ASSIGNED TASK: What lines in the records below mention "world"? List them all.

DATA TO EXAMINE:

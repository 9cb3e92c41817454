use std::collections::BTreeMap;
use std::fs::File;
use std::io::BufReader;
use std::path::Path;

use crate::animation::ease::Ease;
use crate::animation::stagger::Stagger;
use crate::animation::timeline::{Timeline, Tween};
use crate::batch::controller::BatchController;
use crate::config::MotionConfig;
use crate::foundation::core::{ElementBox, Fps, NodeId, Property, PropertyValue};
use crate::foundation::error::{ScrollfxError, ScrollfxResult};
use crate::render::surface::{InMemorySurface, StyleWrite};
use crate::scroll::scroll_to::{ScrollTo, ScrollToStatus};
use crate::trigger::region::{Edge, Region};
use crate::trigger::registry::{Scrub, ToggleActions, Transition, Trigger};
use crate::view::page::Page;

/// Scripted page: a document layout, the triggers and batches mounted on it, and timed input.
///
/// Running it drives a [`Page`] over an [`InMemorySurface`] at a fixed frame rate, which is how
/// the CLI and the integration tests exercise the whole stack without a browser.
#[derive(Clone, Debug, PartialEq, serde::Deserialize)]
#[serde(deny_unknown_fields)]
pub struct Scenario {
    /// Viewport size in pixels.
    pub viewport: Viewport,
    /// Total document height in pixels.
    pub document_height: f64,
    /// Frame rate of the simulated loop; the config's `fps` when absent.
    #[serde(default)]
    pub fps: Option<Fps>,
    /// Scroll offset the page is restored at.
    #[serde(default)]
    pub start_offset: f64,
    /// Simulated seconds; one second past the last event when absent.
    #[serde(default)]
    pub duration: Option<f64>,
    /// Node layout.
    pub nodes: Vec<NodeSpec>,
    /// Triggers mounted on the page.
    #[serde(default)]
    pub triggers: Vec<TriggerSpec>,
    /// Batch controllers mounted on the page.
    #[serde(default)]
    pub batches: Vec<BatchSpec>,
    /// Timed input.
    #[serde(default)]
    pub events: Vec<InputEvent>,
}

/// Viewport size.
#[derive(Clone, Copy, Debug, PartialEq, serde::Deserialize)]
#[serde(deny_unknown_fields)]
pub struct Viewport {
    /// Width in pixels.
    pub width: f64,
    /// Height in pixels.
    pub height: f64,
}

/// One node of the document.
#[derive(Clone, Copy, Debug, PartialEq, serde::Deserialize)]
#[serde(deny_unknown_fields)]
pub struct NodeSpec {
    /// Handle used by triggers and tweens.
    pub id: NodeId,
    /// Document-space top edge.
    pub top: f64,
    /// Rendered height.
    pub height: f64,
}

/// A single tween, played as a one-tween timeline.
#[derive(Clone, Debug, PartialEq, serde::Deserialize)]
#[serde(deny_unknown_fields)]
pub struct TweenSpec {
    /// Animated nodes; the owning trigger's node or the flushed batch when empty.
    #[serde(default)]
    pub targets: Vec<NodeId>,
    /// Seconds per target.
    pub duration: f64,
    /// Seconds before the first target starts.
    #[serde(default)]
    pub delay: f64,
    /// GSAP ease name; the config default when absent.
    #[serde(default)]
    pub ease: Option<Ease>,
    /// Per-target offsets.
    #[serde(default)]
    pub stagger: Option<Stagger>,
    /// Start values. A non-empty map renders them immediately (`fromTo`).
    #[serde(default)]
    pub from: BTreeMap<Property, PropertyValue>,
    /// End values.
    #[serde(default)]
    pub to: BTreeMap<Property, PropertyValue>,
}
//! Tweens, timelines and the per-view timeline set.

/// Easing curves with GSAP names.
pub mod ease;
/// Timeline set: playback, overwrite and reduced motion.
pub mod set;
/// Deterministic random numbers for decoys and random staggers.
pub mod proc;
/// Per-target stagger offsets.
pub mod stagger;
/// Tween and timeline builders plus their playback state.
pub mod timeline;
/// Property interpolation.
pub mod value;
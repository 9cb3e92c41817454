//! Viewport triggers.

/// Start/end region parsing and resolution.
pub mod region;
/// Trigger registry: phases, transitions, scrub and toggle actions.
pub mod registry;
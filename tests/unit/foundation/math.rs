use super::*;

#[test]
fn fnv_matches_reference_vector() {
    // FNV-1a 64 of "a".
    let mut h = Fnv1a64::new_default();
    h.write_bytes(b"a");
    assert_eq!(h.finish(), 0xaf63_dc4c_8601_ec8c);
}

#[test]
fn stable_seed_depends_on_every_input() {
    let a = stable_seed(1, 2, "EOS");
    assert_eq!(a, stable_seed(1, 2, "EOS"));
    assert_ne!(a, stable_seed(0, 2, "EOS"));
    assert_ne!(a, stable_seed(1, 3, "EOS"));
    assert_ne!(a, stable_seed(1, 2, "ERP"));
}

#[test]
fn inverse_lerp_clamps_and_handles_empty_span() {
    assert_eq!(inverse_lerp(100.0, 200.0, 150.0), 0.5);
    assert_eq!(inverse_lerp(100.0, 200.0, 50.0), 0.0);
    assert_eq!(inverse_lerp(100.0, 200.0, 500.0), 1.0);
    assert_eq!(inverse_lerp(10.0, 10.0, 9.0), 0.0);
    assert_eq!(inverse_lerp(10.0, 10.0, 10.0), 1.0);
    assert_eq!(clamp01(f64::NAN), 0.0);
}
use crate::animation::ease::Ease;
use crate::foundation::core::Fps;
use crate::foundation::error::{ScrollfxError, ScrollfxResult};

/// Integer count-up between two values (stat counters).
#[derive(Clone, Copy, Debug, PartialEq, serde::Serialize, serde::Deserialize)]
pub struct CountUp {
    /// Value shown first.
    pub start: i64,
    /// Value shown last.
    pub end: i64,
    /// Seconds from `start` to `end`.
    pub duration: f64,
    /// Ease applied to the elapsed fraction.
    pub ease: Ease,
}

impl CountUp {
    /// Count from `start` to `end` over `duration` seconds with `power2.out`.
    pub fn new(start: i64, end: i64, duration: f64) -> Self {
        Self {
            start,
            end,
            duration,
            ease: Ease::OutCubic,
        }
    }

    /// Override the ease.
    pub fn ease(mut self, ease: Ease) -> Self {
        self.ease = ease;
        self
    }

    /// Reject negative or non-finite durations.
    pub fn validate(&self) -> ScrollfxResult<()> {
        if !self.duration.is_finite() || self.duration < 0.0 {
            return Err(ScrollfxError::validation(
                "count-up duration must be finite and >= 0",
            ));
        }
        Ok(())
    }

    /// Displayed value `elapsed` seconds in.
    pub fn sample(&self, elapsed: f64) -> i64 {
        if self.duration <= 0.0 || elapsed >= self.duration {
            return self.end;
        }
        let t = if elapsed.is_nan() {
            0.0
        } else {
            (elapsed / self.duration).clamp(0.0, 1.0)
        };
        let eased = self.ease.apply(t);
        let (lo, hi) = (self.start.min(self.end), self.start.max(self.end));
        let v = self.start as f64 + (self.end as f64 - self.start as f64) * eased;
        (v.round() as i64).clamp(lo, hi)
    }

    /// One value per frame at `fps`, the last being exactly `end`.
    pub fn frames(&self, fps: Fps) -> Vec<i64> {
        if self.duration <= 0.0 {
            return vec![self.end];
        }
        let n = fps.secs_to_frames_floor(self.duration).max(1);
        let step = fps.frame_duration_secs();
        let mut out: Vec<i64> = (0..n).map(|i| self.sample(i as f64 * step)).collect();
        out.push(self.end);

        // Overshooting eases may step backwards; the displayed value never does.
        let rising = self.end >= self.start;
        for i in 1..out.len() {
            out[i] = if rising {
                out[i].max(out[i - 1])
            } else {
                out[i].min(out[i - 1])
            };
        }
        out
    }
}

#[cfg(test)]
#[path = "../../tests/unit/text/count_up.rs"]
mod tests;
==
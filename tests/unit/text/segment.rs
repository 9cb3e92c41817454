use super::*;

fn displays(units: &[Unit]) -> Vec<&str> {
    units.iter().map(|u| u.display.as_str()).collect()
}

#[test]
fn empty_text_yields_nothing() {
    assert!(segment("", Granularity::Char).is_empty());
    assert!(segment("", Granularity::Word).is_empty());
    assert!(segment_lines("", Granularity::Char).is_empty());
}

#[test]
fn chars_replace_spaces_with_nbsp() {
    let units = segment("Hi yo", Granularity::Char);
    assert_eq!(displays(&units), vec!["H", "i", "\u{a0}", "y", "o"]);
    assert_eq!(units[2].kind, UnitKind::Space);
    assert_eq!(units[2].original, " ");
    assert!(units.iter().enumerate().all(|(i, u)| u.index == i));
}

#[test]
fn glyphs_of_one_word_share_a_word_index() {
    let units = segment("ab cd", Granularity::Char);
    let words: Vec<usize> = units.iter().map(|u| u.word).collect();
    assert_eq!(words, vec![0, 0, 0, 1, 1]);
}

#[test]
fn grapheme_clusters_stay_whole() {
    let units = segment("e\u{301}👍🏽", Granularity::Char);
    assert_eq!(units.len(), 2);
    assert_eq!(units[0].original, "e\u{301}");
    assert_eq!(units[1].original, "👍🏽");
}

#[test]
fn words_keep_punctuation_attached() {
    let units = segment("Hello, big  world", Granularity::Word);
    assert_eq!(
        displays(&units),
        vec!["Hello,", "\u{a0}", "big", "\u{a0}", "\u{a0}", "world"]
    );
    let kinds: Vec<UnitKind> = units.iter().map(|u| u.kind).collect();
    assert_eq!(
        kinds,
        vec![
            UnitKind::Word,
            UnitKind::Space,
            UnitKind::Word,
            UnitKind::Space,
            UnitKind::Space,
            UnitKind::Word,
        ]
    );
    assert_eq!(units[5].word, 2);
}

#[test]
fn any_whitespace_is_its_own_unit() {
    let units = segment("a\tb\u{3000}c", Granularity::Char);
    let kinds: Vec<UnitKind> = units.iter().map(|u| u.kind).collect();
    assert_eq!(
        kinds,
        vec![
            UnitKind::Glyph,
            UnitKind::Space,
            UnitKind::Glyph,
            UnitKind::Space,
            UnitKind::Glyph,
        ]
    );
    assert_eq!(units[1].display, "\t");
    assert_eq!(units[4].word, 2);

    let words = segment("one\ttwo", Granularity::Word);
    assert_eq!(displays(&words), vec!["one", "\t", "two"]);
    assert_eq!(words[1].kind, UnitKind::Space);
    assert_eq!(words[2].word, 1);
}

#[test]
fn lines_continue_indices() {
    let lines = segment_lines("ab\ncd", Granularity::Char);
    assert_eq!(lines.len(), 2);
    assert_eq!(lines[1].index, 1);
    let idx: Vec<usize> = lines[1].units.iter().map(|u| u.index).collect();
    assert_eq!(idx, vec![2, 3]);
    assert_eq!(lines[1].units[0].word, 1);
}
==
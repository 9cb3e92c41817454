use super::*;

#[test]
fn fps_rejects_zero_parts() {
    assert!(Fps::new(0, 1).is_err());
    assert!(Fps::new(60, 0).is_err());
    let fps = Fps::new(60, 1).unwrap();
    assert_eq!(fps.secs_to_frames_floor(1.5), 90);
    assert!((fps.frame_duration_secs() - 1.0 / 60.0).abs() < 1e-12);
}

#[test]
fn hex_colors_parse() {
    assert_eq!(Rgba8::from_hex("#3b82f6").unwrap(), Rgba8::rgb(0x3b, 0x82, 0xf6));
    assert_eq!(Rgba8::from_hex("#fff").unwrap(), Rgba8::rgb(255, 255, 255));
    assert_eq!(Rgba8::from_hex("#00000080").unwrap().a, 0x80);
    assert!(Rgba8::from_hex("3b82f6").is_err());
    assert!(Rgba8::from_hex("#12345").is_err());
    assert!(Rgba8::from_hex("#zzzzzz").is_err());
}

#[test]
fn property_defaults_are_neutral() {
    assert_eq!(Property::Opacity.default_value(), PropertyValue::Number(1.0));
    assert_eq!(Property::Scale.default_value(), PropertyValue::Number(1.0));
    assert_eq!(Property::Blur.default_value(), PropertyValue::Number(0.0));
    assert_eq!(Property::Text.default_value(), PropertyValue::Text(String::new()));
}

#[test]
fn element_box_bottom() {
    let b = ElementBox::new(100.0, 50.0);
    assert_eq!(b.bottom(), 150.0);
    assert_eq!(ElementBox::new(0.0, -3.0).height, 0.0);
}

WRITTEN RESPONSE:
    let units = segment("Hello, big  world", Granularity::Word);
        vec!["Hello,", "\u{a0}", "big", "\u{a0}", "\u{a0}", "world"]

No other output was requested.